++++ THE DATA
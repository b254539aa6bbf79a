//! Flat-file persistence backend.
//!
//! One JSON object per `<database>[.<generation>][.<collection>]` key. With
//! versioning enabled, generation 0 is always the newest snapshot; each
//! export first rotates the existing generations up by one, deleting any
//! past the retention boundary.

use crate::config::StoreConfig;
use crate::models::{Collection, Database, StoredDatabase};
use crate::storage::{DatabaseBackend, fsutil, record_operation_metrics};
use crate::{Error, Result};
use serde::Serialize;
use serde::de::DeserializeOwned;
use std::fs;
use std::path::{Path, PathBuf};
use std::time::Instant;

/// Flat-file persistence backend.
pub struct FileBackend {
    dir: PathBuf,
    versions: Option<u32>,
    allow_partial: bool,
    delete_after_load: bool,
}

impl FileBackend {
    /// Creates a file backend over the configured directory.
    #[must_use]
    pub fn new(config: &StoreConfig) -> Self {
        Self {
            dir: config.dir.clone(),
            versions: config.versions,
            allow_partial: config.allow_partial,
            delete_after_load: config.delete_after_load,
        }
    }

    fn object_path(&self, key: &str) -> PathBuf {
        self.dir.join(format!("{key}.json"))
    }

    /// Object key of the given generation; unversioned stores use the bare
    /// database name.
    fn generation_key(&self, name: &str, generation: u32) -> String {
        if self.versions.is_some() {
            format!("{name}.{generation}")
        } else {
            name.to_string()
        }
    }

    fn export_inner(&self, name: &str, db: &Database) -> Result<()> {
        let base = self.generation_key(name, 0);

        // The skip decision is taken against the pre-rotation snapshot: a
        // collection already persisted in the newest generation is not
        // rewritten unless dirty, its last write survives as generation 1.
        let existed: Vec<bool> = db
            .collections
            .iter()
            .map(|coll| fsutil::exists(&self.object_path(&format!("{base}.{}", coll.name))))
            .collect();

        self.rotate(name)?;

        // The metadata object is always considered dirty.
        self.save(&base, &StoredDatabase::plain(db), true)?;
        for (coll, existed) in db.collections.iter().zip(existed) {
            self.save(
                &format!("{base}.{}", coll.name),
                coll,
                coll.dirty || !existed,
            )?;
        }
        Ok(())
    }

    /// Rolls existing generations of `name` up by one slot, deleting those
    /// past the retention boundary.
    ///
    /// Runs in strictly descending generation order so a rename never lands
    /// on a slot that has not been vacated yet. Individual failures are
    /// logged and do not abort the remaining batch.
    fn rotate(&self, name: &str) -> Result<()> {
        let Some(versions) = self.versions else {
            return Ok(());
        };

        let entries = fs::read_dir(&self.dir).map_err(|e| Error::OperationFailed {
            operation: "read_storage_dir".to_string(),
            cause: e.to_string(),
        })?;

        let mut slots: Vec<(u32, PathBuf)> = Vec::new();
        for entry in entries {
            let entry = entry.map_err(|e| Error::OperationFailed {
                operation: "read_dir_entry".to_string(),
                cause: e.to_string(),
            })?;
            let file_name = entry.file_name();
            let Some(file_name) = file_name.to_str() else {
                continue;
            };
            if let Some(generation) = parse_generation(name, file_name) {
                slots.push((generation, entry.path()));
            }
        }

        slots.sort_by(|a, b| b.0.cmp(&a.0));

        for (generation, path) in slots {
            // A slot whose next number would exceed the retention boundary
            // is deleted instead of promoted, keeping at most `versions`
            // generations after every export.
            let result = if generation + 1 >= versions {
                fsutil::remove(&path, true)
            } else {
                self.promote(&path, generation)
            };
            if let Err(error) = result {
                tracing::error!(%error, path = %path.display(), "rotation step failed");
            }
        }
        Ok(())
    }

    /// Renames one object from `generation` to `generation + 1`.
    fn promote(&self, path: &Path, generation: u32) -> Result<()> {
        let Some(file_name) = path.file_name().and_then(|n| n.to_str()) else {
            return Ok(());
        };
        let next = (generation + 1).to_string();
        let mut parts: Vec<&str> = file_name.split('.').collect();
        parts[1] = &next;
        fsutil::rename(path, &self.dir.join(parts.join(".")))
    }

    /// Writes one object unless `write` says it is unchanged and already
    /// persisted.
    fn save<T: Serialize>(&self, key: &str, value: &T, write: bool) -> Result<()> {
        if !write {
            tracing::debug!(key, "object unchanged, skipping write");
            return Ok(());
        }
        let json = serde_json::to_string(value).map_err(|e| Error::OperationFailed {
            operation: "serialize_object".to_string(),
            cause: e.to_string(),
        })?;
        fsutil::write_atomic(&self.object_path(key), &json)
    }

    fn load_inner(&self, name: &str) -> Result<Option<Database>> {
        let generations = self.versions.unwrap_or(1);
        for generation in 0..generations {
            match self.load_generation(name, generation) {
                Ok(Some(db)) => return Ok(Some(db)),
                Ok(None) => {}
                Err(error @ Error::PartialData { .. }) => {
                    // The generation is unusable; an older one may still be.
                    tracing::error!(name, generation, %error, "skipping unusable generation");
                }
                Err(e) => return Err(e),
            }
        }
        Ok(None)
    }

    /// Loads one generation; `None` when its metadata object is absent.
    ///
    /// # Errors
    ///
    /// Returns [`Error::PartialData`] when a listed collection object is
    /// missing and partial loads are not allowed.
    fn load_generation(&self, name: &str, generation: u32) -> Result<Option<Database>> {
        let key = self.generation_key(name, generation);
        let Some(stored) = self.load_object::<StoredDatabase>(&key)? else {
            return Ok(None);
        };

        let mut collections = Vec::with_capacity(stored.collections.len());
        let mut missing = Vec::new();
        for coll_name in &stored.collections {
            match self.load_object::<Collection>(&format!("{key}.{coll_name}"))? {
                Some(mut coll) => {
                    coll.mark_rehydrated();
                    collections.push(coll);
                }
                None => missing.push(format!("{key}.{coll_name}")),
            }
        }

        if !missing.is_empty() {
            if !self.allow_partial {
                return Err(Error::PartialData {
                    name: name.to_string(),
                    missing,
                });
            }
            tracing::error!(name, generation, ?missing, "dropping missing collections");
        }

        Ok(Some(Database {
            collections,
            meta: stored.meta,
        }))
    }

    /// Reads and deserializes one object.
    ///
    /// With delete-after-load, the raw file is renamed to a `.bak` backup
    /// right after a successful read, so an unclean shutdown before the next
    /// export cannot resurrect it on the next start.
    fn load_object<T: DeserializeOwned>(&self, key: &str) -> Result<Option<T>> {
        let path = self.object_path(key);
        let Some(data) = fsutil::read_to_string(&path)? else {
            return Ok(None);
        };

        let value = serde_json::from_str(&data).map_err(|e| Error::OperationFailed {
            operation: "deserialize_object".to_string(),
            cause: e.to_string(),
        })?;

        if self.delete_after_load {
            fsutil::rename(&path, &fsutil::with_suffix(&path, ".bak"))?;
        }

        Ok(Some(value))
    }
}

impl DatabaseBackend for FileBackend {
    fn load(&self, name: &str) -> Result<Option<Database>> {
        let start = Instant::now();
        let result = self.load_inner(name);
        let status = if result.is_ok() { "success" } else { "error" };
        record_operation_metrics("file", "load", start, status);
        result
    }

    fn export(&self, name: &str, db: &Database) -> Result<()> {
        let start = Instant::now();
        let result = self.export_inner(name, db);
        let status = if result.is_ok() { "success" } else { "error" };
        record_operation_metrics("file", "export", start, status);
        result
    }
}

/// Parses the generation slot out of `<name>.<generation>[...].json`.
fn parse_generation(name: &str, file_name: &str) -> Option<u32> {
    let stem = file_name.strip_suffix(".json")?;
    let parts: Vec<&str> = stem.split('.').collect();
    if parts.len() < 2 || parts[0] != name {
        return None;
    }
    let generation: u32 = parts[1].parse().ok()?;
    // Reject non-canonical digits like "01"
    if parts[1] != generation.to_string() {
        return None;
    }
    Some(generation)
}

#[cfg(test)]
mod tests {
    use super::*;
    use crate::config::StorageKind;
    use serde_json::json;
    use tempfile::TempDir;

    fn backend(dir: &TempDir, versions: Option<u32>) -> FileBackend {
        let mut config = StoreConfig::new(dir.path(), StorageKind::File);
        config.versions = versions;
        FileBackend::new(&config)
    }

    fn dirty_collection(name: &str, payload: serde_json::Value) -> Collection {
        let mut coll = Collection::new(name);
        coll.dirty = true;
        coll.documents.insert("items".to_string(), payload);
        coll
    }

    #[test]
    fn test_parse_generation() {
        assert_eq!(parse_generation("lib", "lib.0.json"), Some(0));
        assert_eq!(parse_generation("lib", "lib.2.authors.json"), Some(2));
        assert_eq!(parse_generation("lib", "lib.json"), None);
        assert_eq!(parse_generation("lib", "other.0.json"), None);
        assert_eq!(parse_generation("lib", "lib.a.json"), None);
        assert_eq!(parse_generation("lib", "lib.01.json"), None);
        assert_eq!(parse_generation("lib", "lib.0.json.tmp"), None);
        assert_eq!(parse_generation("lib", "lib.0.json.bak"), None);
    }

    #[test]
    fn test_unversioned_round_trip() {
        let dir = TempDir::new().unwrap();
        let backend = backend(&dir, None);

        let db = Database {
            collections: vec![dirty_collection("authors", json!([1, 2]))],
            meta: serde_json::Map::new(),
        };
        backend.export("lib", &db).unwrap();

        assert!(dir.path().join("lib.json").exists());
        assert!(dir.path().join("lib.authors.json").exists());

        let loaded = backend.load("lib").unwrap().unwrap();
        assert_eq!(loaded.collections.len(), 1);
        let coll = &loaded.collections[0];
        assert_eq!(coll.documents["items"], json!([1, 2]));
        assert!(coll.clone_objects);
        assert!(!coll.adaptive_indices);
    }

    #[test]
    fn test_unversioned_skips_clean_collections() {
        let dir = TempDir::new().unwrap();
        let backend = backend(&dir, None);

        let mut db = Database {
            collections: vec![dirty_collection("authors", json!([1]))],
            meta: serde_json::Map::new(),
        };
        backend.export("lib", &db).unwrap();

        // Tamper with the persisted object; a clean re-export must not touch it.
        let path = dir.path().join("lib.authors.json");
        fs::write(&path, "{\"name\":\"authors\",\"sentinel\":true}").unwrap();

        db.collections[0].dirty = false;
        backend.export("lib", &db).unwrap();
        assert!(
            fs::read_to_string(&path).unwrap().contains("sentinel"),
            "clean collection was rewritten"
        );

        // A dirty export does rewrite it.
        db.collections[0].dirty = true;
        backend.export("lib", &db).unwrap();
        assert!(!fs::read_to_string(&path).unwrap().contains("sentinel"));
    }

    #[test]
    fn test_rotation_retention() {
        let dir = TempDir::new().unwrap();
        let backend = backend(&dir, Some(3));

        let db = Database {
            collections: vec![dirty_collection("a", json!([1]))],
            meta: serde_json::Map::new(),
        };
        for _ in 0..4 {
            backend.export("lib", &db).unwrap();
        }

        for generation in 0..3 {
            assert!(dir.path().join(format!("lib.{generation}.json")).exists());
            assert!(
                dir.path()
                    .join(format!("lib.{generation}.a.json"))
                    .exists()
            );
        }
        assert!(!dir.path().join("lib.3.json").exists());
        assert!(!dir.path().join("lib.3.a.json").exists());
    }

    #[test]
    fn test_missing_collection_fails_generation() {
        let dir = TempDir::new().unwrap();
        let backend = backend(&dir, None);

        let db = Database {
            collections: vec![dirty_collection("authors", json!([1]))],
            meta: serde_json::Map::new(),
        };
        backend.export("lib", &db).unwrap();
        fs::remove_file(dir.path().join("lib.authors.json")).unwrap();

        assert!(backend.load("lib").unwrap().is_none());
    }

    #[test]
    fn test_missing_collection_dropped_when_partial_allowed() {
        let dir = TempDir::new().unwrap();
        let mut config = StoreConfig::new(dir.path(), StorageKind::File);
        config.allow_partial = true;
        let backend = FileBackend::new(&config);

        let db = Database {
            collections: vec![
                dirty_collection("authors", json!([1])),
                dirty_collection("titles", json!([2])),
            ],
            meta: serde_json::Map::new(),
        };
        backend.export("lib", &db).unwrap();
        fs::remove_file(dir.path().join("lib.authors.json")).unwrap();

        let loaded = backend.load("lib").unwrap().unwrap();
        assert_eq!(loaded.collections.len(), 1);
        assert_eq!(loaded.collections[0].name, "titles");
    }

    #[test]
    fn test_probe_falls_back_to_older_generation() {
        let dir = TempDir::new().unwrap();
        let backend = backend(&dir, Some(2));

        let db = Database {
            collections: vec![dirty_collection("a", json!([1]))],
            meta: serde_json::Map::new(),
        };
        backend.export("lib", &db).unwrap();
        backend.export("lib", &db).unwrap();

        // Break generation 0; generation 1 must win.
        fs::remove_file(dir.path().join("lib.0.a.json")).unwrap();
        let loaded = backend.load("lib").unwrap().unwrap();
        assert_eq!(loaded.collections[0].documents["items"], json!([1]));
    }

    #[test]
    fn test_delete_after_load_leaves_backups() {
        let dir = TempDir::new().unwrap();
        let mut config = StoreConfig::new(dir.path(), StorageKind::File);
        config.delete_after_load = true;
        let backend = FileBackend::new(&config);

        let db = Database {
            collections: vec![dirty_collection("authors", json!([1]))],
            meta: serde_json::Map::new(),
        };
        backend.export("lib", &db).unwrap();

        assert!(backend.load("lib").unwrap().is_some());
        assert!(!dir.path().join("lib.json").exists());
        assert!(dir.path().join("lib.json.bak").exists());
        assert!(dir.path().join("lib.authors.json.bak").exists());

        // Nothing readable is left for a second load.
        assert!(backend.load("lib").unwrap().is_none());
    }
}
++++++++
* PROBLEM REQUIREMENTS: The answer is every line in the data where the word "StoredDatabase" appears.

* EXERCISE SOLUTION:
use crate::models::{Collection, Database, StoredDatabase};
        self.save(&base, &StoredDatabase::plain(db), true)?;
        let Some(stored) = self.load_object::<StoredDatabase>(&key)? else {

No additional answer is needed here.